|Abbott CEO Miles White|
Abbott Laboratories ($ABT) is seeking a new path to growth--and it's betting big that med tech is it. The company is taking on two of the largest M&A transactions in history at the same time: the more than $5.8 billion purchase of diagnostics player Alere ($ALR) that it announced at the start of February and the more than $25 billion buy of cardiovascular device player St. Jude Medical ($STJ) that was disclosed in late April.
But now Moody's is threatening to downgrade Abbott's rating if it goes ahead with the both the transactions as planned. In a May 3 note, the credit ratings agency said it's "likely" to downgrade Abbott if St. Jude and Alere close as its debt would triple. This follows news last week that Abbott already has been seeking a way out of the Alere deal.
First, Abbott chairman and CEO Miles White made some half-hearted comments on an April 20 earnings call that raised Wall Street concerns that the deal might fall through, sending Alere stock down. Then last week, Alere said it had rejected a $50 million offer from Abbott to terminate the deal, which the latter reportedly is attributing to a federal regulatory investigation of Alere's international sales practices.
Abbott has been looking for a way to boost revenue growth since it split from AbbVie ($ABBV), which took the R&D-driven new therapeutics with it, at the start of 2013--leaving Abbott with Diagnostics, Nutrition, Established Pharmaceuticals and Medical Device businesses.
It's been aggressive in recent years in med tech deal-making, with rapid-fire acquisitions, investments and partnerships in smaller, innovative companies. But now it's moved on to the massive consolidation that has characterized the industry in the last few years as med techs seek to become much bigger to better capture the needs of their hospital customers by offering lower prices and scaled offerings.

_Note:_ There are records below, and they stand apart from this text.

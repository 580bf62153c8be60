//! Fire-and-forget progress notifications.

use tracing::{error, info, warn};

/// Severity of a status line.
#[derive(Debug, Clone, Copy, PartialEq, Eq)]
pub enum StatusLevel {
    Info,
    Warn,
    Error,
}

/// Receives status lines while a run progresses. Must not block.
pub trait StatusReporter: Send + Sync {
    fn notify(&self, text: &str, level: StatusLevel);
}

/// Emits status lines as `tracing` events.
#[derive(Debug, Default, Clone, Copy)]
pub struct TracingStatusReporter;

impl StatusReporter for TracingStatusReporter {
    fn notify(&self, text: &str, level: StatusLevel) {
        match level {
            StatusLevel::Info => info!(status = %text, "workflow status"),
            StatusLevel::Warn => warn!(status = %text, "workflow status"),
            StatusLevel::Error => error!(status = %text, "workflow status"),
        }
    }
}
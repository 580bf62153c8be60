//! Workflow interpretation.
//!
//! [`WorkflowSession`] owns the single active [`RunState`]. The dispatcher
//! walks steps, the for-each controller expands loops, the classifier turns
//! outcomes into results, and the finalizer produces the [`RunReport`].
//! [`drive_workflow_run`] connects a session to a [`RequestExecutor`](crate::executor::RequestExecutor)
//! on Tokio.

pub mod classify;
pub mod definition;
mod dispatch;
mod foreach;
pub mod report;
pub mod runner;
pub mod scope;
pub mod session;
pub mod state;
pub mod status;
pub mod validate;

pub use classify::{Classification, classify};
pub use definition::render_definition;
pub use report::{HistoryRecorder, RunReport, StoreHistoryRecorder, finalize_run, workflow_identifier};
pub use runner::{RunControl, RunTarget, drive_workflow_run};
pub use session::{EngineCommand, WorkflowSession};
pub use state::{LoopState, PendingStep, RunCounts, RunOrigin, RunState, StepResult, StepStatus, should_stop};
pub use status::{StatusLevel, StatusReporter, TracingStatusReporter};
pub use validate::validate_workflow;
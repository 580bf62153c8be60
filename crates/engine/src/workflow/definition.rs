//! Renders a workflow back into its directive-comment form.
//!
//! The output is stored with history entries so a run can be audited or
//! replayed against the exact definition that produced it.

use indexmap::IndexMap;
use reqterm_types::{BranchAction, OnFailurePolicy, RequestDefinition, RequestStep, WorkflowDefinition, WorkflowStep};

/// Reconstructs the directive-comment text for `workflow`.
///
/// Request steps are followed by the `METHOD url` line of their target when
/// the request is known.
pub fn render_definition(workflow: &WorkflowDefinition, requests: &IndexMap<String, RequestDefinition>) -> String {
    let mut lines = vec![format!("# @workflow {}", workflow.name)];
    if let Some(description) = workflow.description.as_deref().filter(|text| !text.trim().is_empty()) {
        lines.push(format!("# @description {}", description.trim()));
    }
    if !workflow.tags.is_empty() {
        lines.push(format!("# @tags {}", workflow.tags.join(", ")));
    }
    if workflow.default_on_failure != OnFailurePolicy::Stop {
        lines.push(format!("# @on-failure {}", workflow.default_on_failure.as_str()));
    }
    for (key, value) in &workflow.options {
        lines.push(format!("# @option {key}={}", quote(value)));
    }

    for step in &workflow.steps {
        lines.push(String::new());
        match step {
            WorkflowStep::Request(request_step) => render_request_step(&mut lines, request_step, requests),
            WorkflowStep::ForEach(for_each) => {
                if let Some(spec) = &for_each.for_each {
                    lines.push(format!("# @for-each items={} as={}", quote(&spec.items), spec.var));
                }
                render_request_step(&mut lines, &for_each.request, requests);
            }
            WorkflowStep::If(if_step) => {
                let mut header = "# @if".to_string();
                if let Some(then) = &if_step.then {
                    header.push_str(&format!(" cond={}{}", quote(&then.condition), action(&then.action)));
                }
                push_common(&mut header, if_step.name.as_deref(), if_step.on_failure);
                lines.push(header);
                push_vars(&mut lines, &if_step.vars);
                for elif in &if_step.elif {
                    lines.push(format!("# @elif cond={}{}", quote(&elif.condition), action(&elif.action)));
                }
                if let Some(otherwise) = &if_step.otherwise {
                    lines.push(format!("# @else{}", action(otherwise)));
                }
            }
            WorkflowStep::Switch(switch_step) => {
                let mut header = format!("# @switch {}", quote(&switch_step.expression));
                push_common(&mut header, switch_step.name.as_deref(), switch_step.on_failure);
                lines.push(header);
                push_vars(&mut lines, &switch_step.vars);
                for case in &switch_step.cases {
                    lines.push(format!("# @case {}{}", quote(&case.value), action(&case.action)));
                }
                if let Some(default) = &switch_step.default {
                    lines.push(format!("# @default{}", action(default)));
                }
            }
        }
    }

    lines.join("\n")
}

fn render_request_step(lines: &mut Vec<String>, step: &RequestStep, requests: &IndexMap<String, RequestDefinition>) {
    let mut header = format!("# @step using={}", quote(&step.using));
    if let Some(guard) = &step.when {
        header.push_str(&format!(" when={}", quote(guard)));
    }
    push_common(&mut header, step.name.as_deref(), step.on_failure);
    lines.push(header);
    push_vars(lines, &step.vars);
    if !step.expect.is_empty() {
        let pairs: Vec<String> = step.expect.iter().map(|(key, value)| format!("{key}={}", quote(value))).collect();
        lines.push(format!("# @expect {}", pairs.join(" ")));
    }
    if let Some(request) = requests.get(step.using.trim()) {
        lines.push(format!("{} {}", request.method, request.url));
    }
}

fn push_common(header: &mut String, name: Option<&str>, on_failure: Option<OnFailurePolicy>) {
    if let Some(name) = name.filter(|name| !name.trim().is_empty()) {
        header.push_str(&format!(" name={}", quote(name)));
    }
    if let Some(policy) = on_failure {
        header.push_str(&format!(" on-failure={}", policy.as_str()));
    }
}

fn push_vars(lines: &mut Vec<String>, vars: &IndexMap<String, String>) {
    if vars.is_empty() {
        return;
    }
    let pairs: Vec<String> = vars.iter().map(|(key, value)| format!("{key}={}", quote(value))).collect();
    lines.push(format!("# @vars {}", pairs.join(" ")));
}

fn action(action: &BranchAction) -> String {
    let mut text = String::new();
    if let Some(target) = &action.run {
        text.push_str(&format!(" run={}", quote(target)));
    }
    if let Some(message) = &action.fail {
        text.push_str(&format!(" fail={}", quote(message)));
    }
    text
}

fn quote(value: &str) -> String {
    let bare = !value.is_empty() && !value.chars().any(|ch| ch.is_whitespace() || matches!(ch, '"' | '=' | '#'));
    if bare {
        value.to_string()
    } else {
        format!("\"{}\"", value.replace('\\', "\\\\").replace('"', "\\\""))
    }
}

#[cfg(test)]
mod tests {
    use super::*;
    use reqterm_types::{CaseBranch, ConditionalBranch, ForEachSpec, ForEachStep, IfStep, SwitchStep};

    fn requests() -> IndexMap<String, RequestDefinition> {
        let mut requests = IndexMap::new();
        requests.insert("login".to_string(), RequestDefinition::new("login", "POST", "{{base}}/login"));
        requests.insert("items".to_string(), RequestDefinition::new("items", "GET", "{{base}}/items/{{id}}"));
        requests
    }

    #[test]
    fn renders_every_step_kind() {
        let mut expect = IndexMap::new();
        expect.insert("statuscode".to_string(), "200".to_string());
        let workflow = WorkflowDefinition {
            name: "checkout".into(),
            description: Some("Buy things".into()),
            tags: vec!["smoke".into(), "cart".into()],
            default_on_failure: OnFailurePolicy::Continue,
            steps: vec![
                WorkflowStep::Request(RequestStep {
                    using: "login".into(),
                    when: Some("{{user}} != \"\"".into()),
                    expect,
                    ..RequestStep::default()
                }),
                WorkflowStep::ForEach(ForEachStep {
                    request: RequestStep {
                        using: "items".into(),
                        ..RequestStep::default()
                    },
                    for_each: Some(ForEachSpec {
                        items: "[\"a\", \"b\"]".into(),
                        var: "id".into(),
                    }),
                }),
                WorkflowStep::If(IfStep {
                    then: Some(ConditionalBranch {
                        condition: "ready".into(),
                        action: BranchAction::run("login"),
                    }),
                    otherwise: Some(BranchAction::fail("not ready")),
                    ..IfStep::default()
                }),
                WorkflowStep::Switch(SwitchStep {
                    expression: "region".into(),
                    cases: vec![CaseBranch {
                        value: "\"eu\"".into(),
                        action: BranchAction::run("items"),
                    }],
                    default: Some(BranchAction::fail("unknown region")),
                    ..SwitchStep::default()
                }),
            ],
            ..WorkflowDefinition::default()
        };

        let text = render_definition(&workflow, &requests());
        assert!(text.starts_with("# @workflow checkout\n# @description Buy things\n# @tags smoke, cart\n# @on-failure continue"));
        assert!(text.contains("# @step using=login when=\"{{user}} != \\\"\\\"\"\n# @expect statuscode=200\nPOST {{base}}/login"));
        assert!(text.contains("# @for-each items=\"[\\\"a\\\", \\\"b\\\"]\" as=id\n# @step using=items\nGET {{base}}/items/{{id}}"));
        assert!(text.contains("# @if cond=ready run=login\n# @else fail=\"not ready\""));
        assert!(text.contains("# @switch region\n# @case \"\\\"eu\\\"\" run=items\n# @default fail=\"unknown region\""));
    }
}
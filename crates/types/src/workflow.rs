//! Strongly typed workflow schema definitions shared across the engine and CLI.
//!
//! The models mirror the directive authoring form (`# @workflow`, `# @step`,
//! `# @if`, `# @switch`, `# @for-each`) after the document parser has turned it
//! into structured data. Steps preserve authoring order and option maps use
//! `IndexMap` so reconstructed definitions render predictably.

use indexmap::IndexMap;
use serde::{Deserialize, Serialize};

use crate::scalar_map;

/// Prefix marking workflow options that seed workflow-scoped variables.
pub const WORKFLOW_VARIABLE_PREFIX: &str = "vars.";

/// Expectation key comparing the response status line.
pub const EXPECT_STATUS: &str = "status";

/// Expectation key comparing the numeric response status code.
pub const EXPECT_STATUS_CODE: &str = "statuscode";

/// Describes a fully authored workflow: metadata, defaults, and ordered steps.
#[derive(Debug, Clone, Serialize, Deserialize, PartialEq, Eq, Default)]
pub struct WorkflowDefinition {
    /// Workflow name used for lookups, history, and summaries.
    pub name: String,
    /// Optional descriptive copy.
    #[serde(default)]
    pub description: Option<String>,
    /// Free-form tags declared on the workflow.
    #[serde(default)]
    pub tags: Vec<String>,
    /// Failure policy applied to steps that do not declare their own.
    #[serde(default, rename = "on_failure")]
    pub default_on_failure: OnFailurePolicy,
    /// Workflow-level options. Keys prefixed with `vars.` seed workflow variables.
    #[serde(default, with = "scalar_map")]
    pub options: IndexMap<String, String>,
    /// Ordered steps executed sequentially.
    #[serde(default)]
    pub steps: Vec<WorkflowStep>,
}

impl WorkflowDefinition {
    /// Returns the workflow-scoped variables declared through `vars.*` options.
    pub fn initial_variables(&self) -> IndexMap<String, String> {
        self.options
            .iter()
            .filter_map(|(key, value)| {
                key.strip_prefix(WORKFLOW_VARIABLE_PREFIX)
                    .filter(|name| !name.is_empty())
                    .map(|name| (name.to_string(), value.clone()))
            })
            .collect()
    }

    /// Resolves the effective failure policy for a step.
    pub fn policy_for(&self, step: &WorkflowStep) -> OnFailurePolicy {
        step.on_failure().unwrap_or(self.default_on_failure)
    }
}

/// Governs whether a failing step halts the run.
#[derive(Debug, Clone, Copy, Serialize, Deserialize, PartialEq, Eq, Default)]
#[serde(rename_all = "snake_case")]
pub enum OnFailurePolicy {
    /// Halt at the first non-skipped failure.
    #[default]
    Stop,
    /// Record the failure and move on to the next step.
    Continue,
}

impl OnFailurePolicy {
    pub fn as_str(self) -> &'static str {
        match self {
            Self::Stop => "stop",
            Self::Continue => "continue",
        }
    }
}

/// A single unit of a workflow.
#[derive(Debug, Clone, Serialize, Deserialize, PartialEq, Eq)]
#[serde(tag = "kind", rename_all = "snake_case")]
pub enum WorkflowStep {
    /// Executes a named request.
    Request(RequestStep),
    /// Chooses a branch from ordered conditions.
    If(IfStep),
    /// Chooses a branch by comparing one expression against case values.
    Switch(SwitchStep),
    /// Runs a named request once per item of an evaluated list.
    ForEach(ForEachStep),
}

impl WorkflowStep {
    /// Display name declared by the author, if any.
    pub fn name(&self) -> Option<&str> {
        let name = match self {
            Self::Request(step) => step.name.as_deref(),
            Self::If(step) => step.name.as_deref(),
            Self::Switch(step) => step.name.as_deref(),
            Self::ForEach(step) => step.request.name.as_deref(),
        };
        name.filter(|value| !value.trim().is_empty())
    }

    /// Human-readable label: the declared name, the target request, or the step kind.
    pub fn label(&self) -> String {
        if let Some(name) = self.name() {
            return name.to_string();
        }
        match self {
            Self::Request(step) if !step.using.is_empty() => step.using.clone(),
            Self::ForEach(step) if !step.request.using.is_empty() => step.request.using.clone(),
            other => format!("@{}", other.kind_name()),
        }
    }

    /// Directive keyword for the step kind.
    pub fn kind_name(&self) -> &'static str {
        match self {
            Self::Request(_) => "step",
            Self::If(_) => "if",
            Self::Switch(_) => "switch",
            Self::ForEach(_) => "for-each",
        }
    }

    /// Step-level failure policy override.
    pub fn on_failure(&self) -> Option<OnFailurePolicy> {
        match self {
            Self::Request(step) => step.on_failure,
            Self::If(step) => step.on_failure,
            Self::Switch(step) => step.on_failure,
            Self::ForEach(step) => step.request.on_failure,
        }
    }

    /// Variable assignments declared on the step.
    pub fn vars(&self) -> &IndexMap<String, String> {
        match self {
            Self::Request(step) => &step.vars,
            Self::If(step) => &step.vars,
            Self::Switch(step) => &step.vars,
            Self::ForEach(step) => &step.request.vars,
        }
    }

    /// The request-shaped part of request and for-each steps.
    pub fn request_step(&self) -> Option<&RequestStep> {
        match self {
            Self::Request(step) => Some(step),
            Self::ForEach(step) => Some(&step.request),
            Self::If(_) | Self::Switch(_) => None,
        }
    }
}

/// Executes the request named by `using`.
#[derive(Debug, Clone, Serialize, Deserialize, PartialEq, Eq, Default)]
pub struct RequestStep {
    #[serde(default)]
    pub name: Option<String>,
    /// Name of the request to execute.
    #[serde(default)]
    pub using: String,
    /// Guard expression; a false result skips the step.
    #[serde(default)]
    pub when: Option<String>,
    /// Variable assignments applied when the step dispatches.
    #[serde(default, with = "scalar_map")]
    pub vars: IndexMap<String, String>,
    /// Response expectations (`status`, `statuscode`).
    #[serde(default, with = "scalar_map")]
    pub expect: IndexMap<String, String>,
    #[serde(default)]
    pub on_failure: Option<OnFailurePolicy>,
}

impl RequestStep {
    /// Expected status line, when declared.
    pub fn expected_status(&self) -> Option<&str> {
        self.expect.get(EXPECT_STATUS).map(String::as_str)
    }

    /// Expected status code text, when declared.
    pub fn expected_status_code(&self) -> Option<&str> {
        self.expect.get(EXPECT_STATUS_CODE).map(String::as_str)
    }

    /// Returns `true` when an explicit status expectation overrides default classification.
    pub fn has_status_expectation(&self) -> bool {
        self.expected_status().is_some() || self.expected_status_code().is_some()
    }
}

/// A request step repeated over an item list.
#[derive(Debug, Clone, Serialize, Deserialize, PartialEq, Eq, Default)]
pub struct ForEachStep {
    #[serde(flatten)]
    pub request: RequestStep,
    /// Loop specification; required, checked by validation.
    #[serde(default)]
    pub for_each: Option<ForEachSpec>,
}

/// Item list expression plus the variable each item is bound to.
#[derive(Debug, Clone, Serialize, Deserialize, PartialEq, Eq)]
pub struct ForEachSpec {
    /// Expression producing the items.
    pub items: String,
    /// Variable name receiving the current item.
    #[serde(rename = "as", default = "default_loop_variable")]
    pub var: String,
}

fn default_loop_variable() -> String {
    "item".to_string()
}

/// What a matched branch does: run a request or force a failure.
#[derive(Debug, Clone, Serialize, Deserialize, PartialEq, Eq, Default)]
pub struct BranchAction {
    #[serde(default)]
    pub run: Option<String>,
    #[serde(default)]
    pub fail: Option<String>,
}

/// Interpreted form of a [`BranchAction`].
#[derive(Debug, Clone, Copy, PartialEq, Eq)]
pub enum BranchOutcome<'a> {
    /// Dispatch the named request.
    Run(&'a str),
    /// Fail the step with the message.
    Fail(&'a str),
    /// Neither a target nor a failure message was declared.
    Empty,
}

impl BranchAction {
    pub fn run(target: impl Into<String>) -> Self {
        Self {
            run: Some(target.into()),
            fail: None,
        }
    }

    pub fn fail(message: impl Into<String>) -> Self {
        Self {
            run: None,
            fail: Some(message.into()),
        }
    }

    /// Interprets the action. A `fail` message takes precedence over `run`.
    pub fn outcome(&self) -> BranchOutcome<'_> {
        if let Some(message) = self.fail.as_deref() {
            return BranchOutcome::Fail(message);
        }
        match self.run.as_deref().map(str::trim) {
            Some(target) if !target.is_empty() => BranchOutcome::Run(target),
            _ => BranchOutcome::Empty,
        }
    }

    /// Non-empty run target, if any.
    pub fn run_target(&self) -> Option<&str> {
        self.run.as_deref().map(str::trim).filter(|target| !target.is_empty())
    }
}

/// A branch guarded by a condition (`then`/`elif`).
#[derive(Debug, Clone, Serialize, Deserialize, PartialEq, Eq)]
pub struct ConditionalBranch {
    #[serde(rename = "cond")]
    pub condition: String,
    #[serde(flatten)]
    pub action: BranchAction,
}

/// Conditional step with ordered branches.
#[derive(Debug, Clone, Serialize, Deserialize, PartialEq, Eq, Default)]
pub struct IfStep {
    #[serde(default)]
    pub name: Option<String>,
    /// Primary branch; required, checked by validation.
    #[serde(default)]
    pub then: Option<ConditionalBranch>,
    #[serde(default)]
    pub elif: Vec<ConditionalBranch>,
    #[serde(default, rename = "else")]
    pub otherwise: Option<BranchAction>,
    #[serde(default, with = "scalar_map")]
    pub vars: IndexMap<String, String>,
    #[serde(default)]
    pub on_failure: Option<OnFailurePolicy>,
}

/// One `case` of a switch step.
#[derive(Debug, Clone, Serialize, Deserialize, PartialEq, Eq)]
pub struct CaseBranch {
    #[serde(rename = "case")]
    pub value: String,
    #[serde(flatten)]
    pub action: BranchAction,
}

/// Switch step comparing one expression against ordered cases.
#[derive(Debug, Clone, Serialize, Deserialize, PartialEq, Eq, Default)]
pub struct SwitchStep {
    #[serde(default)]
    pub name: Option<String>,
    #[serde(rename = "switch")]
    pub expression: String,
    #[serde(default)]
    pub cases: Vec<CaseBranch>,
    #[serde(default)]
    pub default: Option<BranchAction>,
    #[serde(default, with = "scalar_map")]
    pub vars: IndexMap<String, String>,
    #[serde(default)]
    pub on_failure: Option<OnFailurePolicy>,
}
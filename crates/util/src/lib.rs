//! Utility helpers shared by the reqterm engine and CLI: run history
//! persistence, user settings, HTTP execution, and text redaction.

use once_cell::sync::Lazy;
use regex::Regex;

pub mod history_store;
pub mod http_exec;
pub mod path_processing;
pub mod settings;

pub use history_store::{HistoryStoreError, InMemoryRunHistory, JsonRunHistory, RunHistoryStore};
pub use http_exec::{HttpCall, build_http_client, execute_http_call};
pub use path_processing::expand_tilde;
pub use settings::{SettingsError, UserSettings};

static REDACT_PATTERNS: Lazy<Vec<Regex>> = Lazy::new(|| {
    [
        r"(?i)(authorization: )([\w\-\.=:/+ ]+)",
        r"(?i)([A-Z0-9_]*?(KEY|TOKEN|SECRET|PASSWORD)=)([^\s&]+)",
        r"(?i)(DATABASE_URL=)([^\s]+)",
    ]
    .iter()
    .filter_map(|pattern| Regex::new(pattern).ok())
    .collect()
});

/// Redacts values that look like secrets in a string.
pub fn redact_sensitive(input: &str) -> String {
    let mut redacted = input.to_string();
    for pattern in REDACT_PATTERNS.iter() {
        redacted = pattern
            .replace_all(&redacted, |caps: &regex::Captures| {
                let prefix = caps.get(1).map(|m| m.as_str()).unwrap_or("");
                format!("{}<redacted>", prefix)
            })
            .to_string();
    }
    redacted
}

#[cfg(test)]
mod tests {
    use super::*;

    #[test]
    fn redacts_tokens_and_authorization_headers() {
        let text = "GET /users?API_TOKEN=abc123&page=2\nAuthorization: Bearer xyz";
        let redacted = redact_sensitive(text);
        assert!(redacted.contains("API_TOKEN=<redacted>"));
        assert!(redacted.contains("&page=2"));
        assert!(redacted.contains("Authorization: <redacted>"));
        assert!(!redacted.contains("xyz"));
    }

    #[test]
    fn leaves_plain_text_alone() {
        assert_eq!(redact_sensitive("status 200 OK"), "status 200 OK");
    }
}
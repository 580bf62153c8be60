//! Variable scope merging.

use indexmap::IndexMap;

/// Merges the variable layers visible to one step into a fresh map.
///
/// Later layers override earlier ones: document, request, environment,
/// workflow, step, then loop. Inputs are never mutated, so each dispatch gets
/// its own snapshot and loop iterations cannot leak into each other.
pub fn merge(
    document: &IndexMap<String, String>,
    request: &IndexMap<String, String>,
    environment: &IndexMap<String, String>,
    workflow: &IndexMap<String, String>,
    step: &IndexMap<String, String>,
    loop_vars: &IndexMap<String, String>,
) -> IndexMap<String, String> {
    let mut merged = IndexMap::with_capacity(document.len() + request.len() + environment.len() + workflow.len());
    for layer in [document, request, environment, workflow, step, loop_vars] {
        for (name, value) in layer {
            merged.insert(name.clone(), value.clone());
        }
    }
    merged
}

#[cfg(test)]
mod tests {
    use super::*;

    fn layer(pairs: &[(&str, &str)]) -> IndexMap<String, String> {
        pairs.iter().map(|(k, v)| (k.to_string(), v.to_string())).collect()
    }

    #[test]
    fn later_layers_win() {
        let merged = merge(
            &layer(&[("host", "doc"), ("only_doc", "1")]),
            &layer(&[("host", "request")]),
            &layer(&[("host", "env"), ("token", "env-token")]),
            &layer(&[("token", "workflow-token")]),
            &layer(&[("page", "1")]),
            &layer(&[("page", "2"), ("item", "a")]),
        );

        assert_eq!(merged["host"], "env");
        assert_eq!(merged["token"], "workflow-token");
        assert_eq!(merged["page"], "2");
        assert_eq!(merged["item"], "a");
        assert_eq!(merged["only_doc"], "1");
    }

    #[test]
    fn inputs_are_untouched() {
        let workflow = layer(&[("a", "1")]);
        let empty = IndexMap::new();
        let mut merged = merge(&empty, &empty, &empty, &workflow, &empty, &layer(&[("a", "2")]));
        merged.insert("b".into(), "3".into());
        assert_eq!(workflow, layer(&[("a", "1")]));
    }
}
//! HTTP execution helper shared by the engine's request executor.
//!
//! Builds a reqwest client with the reqterm user agent and turns a resolved
//! [`HttpCall`] into a [`ResponseSnapshot`]. Non-2xx statuses are returned as
//! snapshots; only transport failures become errors.

use std::str::FromStr;
use std::time::{Duration, Instant};

use anyhow::{Context, anyhow};
use indexmap::IndexMap;
use reqterm_types::{RequestProtocol, ResponseSnapshot};
use reqwest::header::{HeaderMap, HeaderName, HeaderValue};
use reqwest::{Client, Method};
use tracing::debug;
use url::Url;

/// A fully interpolated HTTP request ready to send.
#[derive(Debug, Clone, PartialEq, Eq)]
pub struct HttpCall {
    pub method: String,
    pub url: String,
    pub headers: IndexMap<String, String>,
    pub body: Option<String>,
}

/// Build the shared client used for every request in a run.
pub fn build_http_client(timeout: Duration) -> anyhow::Result<Client> {
    Client::builder()
        .timeout(timeout)
        .connect_timeout(timeout.min(Duration::from_secs(30)))
        .user_agent(format!("reqterm/{}; {}", env!("CARGO_PKG_VERSION"), std::env::consts::OS))
        .build()
        .map_err(|e| anyhow!(e))
}

/// Send one request and capture its response.
pub async fn execute_http_call(client: &Client, call: &HttpCall) -> anyhow::Result<ResponseSnapshot> {
    let url = Url::parse(call.url.trim()).with_context(|| format!("invalid request url '{}'", call.url))?;
    let method = Method::from_str(&call.method.trim().to_uppercase()).map_err(|e| anyhow!("invalid method '{}': {e}", call.method))?;
    let headers = build_header_map(&call.headers)?;

    let mut builder = client.request(method.clone(), url.clone()).headers(headers);
    if let Some(body) = call.body.as_ref().filter(|body| !body.is_empty()) {
        builder = builder.body(body.clone());
    }

    debug!(method = %method, url = %url, "sending request");
    let started = Instant::now();
    let response = builder.send().await.map_err(|e| anyhow!("Network error: {}", e))?;
    let status = response.status();
    let response_headers = response
        .headers()
        .iter()
        .map(|(name, value)| (name.to_string(), value.to_str().unwrap_or_default().to_string()))
        .collect();
    let body = response.text().await.map_err(|e| anyhow!("failed to read response body: {e}"))?;
    let elapsed = started.elapsed();
    debug!(status = status.as_u16(), elapsed_ms = elapsed.as_millis() as u64, "received response");

    Ok(ResponseSnapshot {
        protocol: RequestProtocol::Http,
        status: status_line(status),
        status_code: status.as_u16(),
        headers: response_headers,
        body,
        duration: Some(elapsed),
    })
}

fn build_header_map(headers: &IndexMap<String, String>) -> anyhow::Result<HeaderMap> {
    let mut map = HeaderMap::new();
    for (name, value) in headers {
        let header_name = HeaderName::from_bytes(name.trim().as_bytes()).map_err(|e| anyhow!("invalid header name '{name}': {e}"))?;
        let header_value = HeaderValue::from_str(value.trim()).map_err(|e| anyhow!("invalid value for header '{name}': {e}"))?;
        map.insert(header_name, header_value);
    }
    Ok(map)
}

fn status_line(status: reqwest::StatusCode) -> String {
    match status.canonical_reason() {
        Some(reason) => format!("{} {}", status.as_u16(), reason),
        None => status.as_u16().to_string(),
    }
}

#[cfg(test)]
mod tests {
    use super::*;

    #[test]
    fn status_line_includes_reason() {
        assert_eq!(status_line(reqwest::StatusCode::NOT_FOUND), "404 Not Found");
        assert_eq!(status_line(reqwest::StatusCode::from_u16(599).unwrap()), "599");
    }

    #[test]
    fn rejects_invalid_header_names() {
        let mut headers = IndexMap::new();
        headers.insert("bad header".to_string(), "x".to_string());
        assert!(build_header_map(&headers).is_err());

        let mut headers = IndexMap::new();
        headers.insert("Accept".to_string(), " application/json ".to_string());
        let map = build_header_map(&headers).unwrap();
        assert_eq!(map.get("accept").unwrap(), "application/json");
    }

    #[tokio::test]
    async fn invalid_url_is_an_error_before_sending() {
        let client = build_http_client(Duration::from_secs(1)).unwrap();
        let call = HttpCall {
            method: "GET".into(),
            url: "not a url".into(),
            headers: IndexMap::new(),
            body: None,
        };
        let error = execute_http_call(&client, &call).await.unwrap_err();
        assert!(error.to_string().contains("invalid request url"));
    }

    #[tokio::test]
    async fn truncated_body_is_an_error() {
        use std::io::{Read, Write};

        let listener = std::net::TcpListener::bind("127.0.0.1:0").unwrap();
        let addr = listener.local_addr().unwrap();
        let server = std::thread::spawn(move || {
            let (mut stream, _) = listener.accept().unwrap();
            let mut buf = [0u8; 1024];
            let _ = stream.read(&mut buf);
            stream
                .write_all(b"HTTP/1.1 200 OK\r\nContent-Length: 100\r\nConnection: close\r\n\r\npartial")
                .unwrap();
        });

        let client = build_http_client(Duration::from_secs(5)).unwrap();
        let call = HttpCall {
            method: "GET".into(),
            url: format!("http://{addr}/"),
            headers: IndexMap::new(),
            body: None,
        };
        let error = execute_http_call(&client, &call).await.unwrap_err();
        assert!(error.to_string().contains("failed to read response body"), "{error}");
        server.join().unwrap();
    }

    #[tokio::test]
    async fn invalid_method_is_an_error() {
        let client = build_http_client(Duration::from_secs(1)).unwrap();
        let call = HttpCall {
            method: "GE T".into(),
            url: "http://127.0.0.1:9/".into(),
            headers: IndexMap::new(),
            body: None,
        };
        assert!(execute_http_call(&client, &call).await.is_err());
    }
}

Moody's remains skeptical of Abbott doing both the Alere and St. Jude deals at the same time.
"Abbott will be taking on two of the largest transactions in its history at the same time. Beyond high execution risk, this raises uncertainty about Abbott's longer-term M&A strategy once it deleverages," the credit ratings agency said in a long note devoted to the subject.
It concluded, "Abbott's A2/Prime-1 ratings remain on review for downgrade. Its ratings will likely be downgraded to Baa3/Prime-3 with a stable outlook if both deals close as planned."
The credit ratings agency notes that the totals for the Abbott buys are substantially boosted by the consideration of each of the company's debt--St. Jude to a whopping $31 billion, including $5.7 billion of net debt, and Alere to $8.4 billion, including about $2.6 billion of net debt.
Moody's expects Abbott to fund St. Jude with about $12.4 billion in incremental debt, $11.2 billion in equity and the remainder with cash.
It's not convinced that Abbott has strong enough cash flow to deleverage easily after taking on the debt for both deals. "Abbott's ability to repay debt will be limited by relatively weak free cash flow. In addition to a substantial increase in deal-related interest expense and capital expenditures, Abbott's decision to keep paying its high cash dividend will limit deleveraging," observed the Moody's note. "Unless the company would be willing to repatriate its disproportionately high levels of non-US cash, Abbott would need to borrow to fund its shareholder initiatives and capital expenditures."
The St. Jude deal is slated to close in the fourth quarter while the Alere deal was originally expected to also close by year end.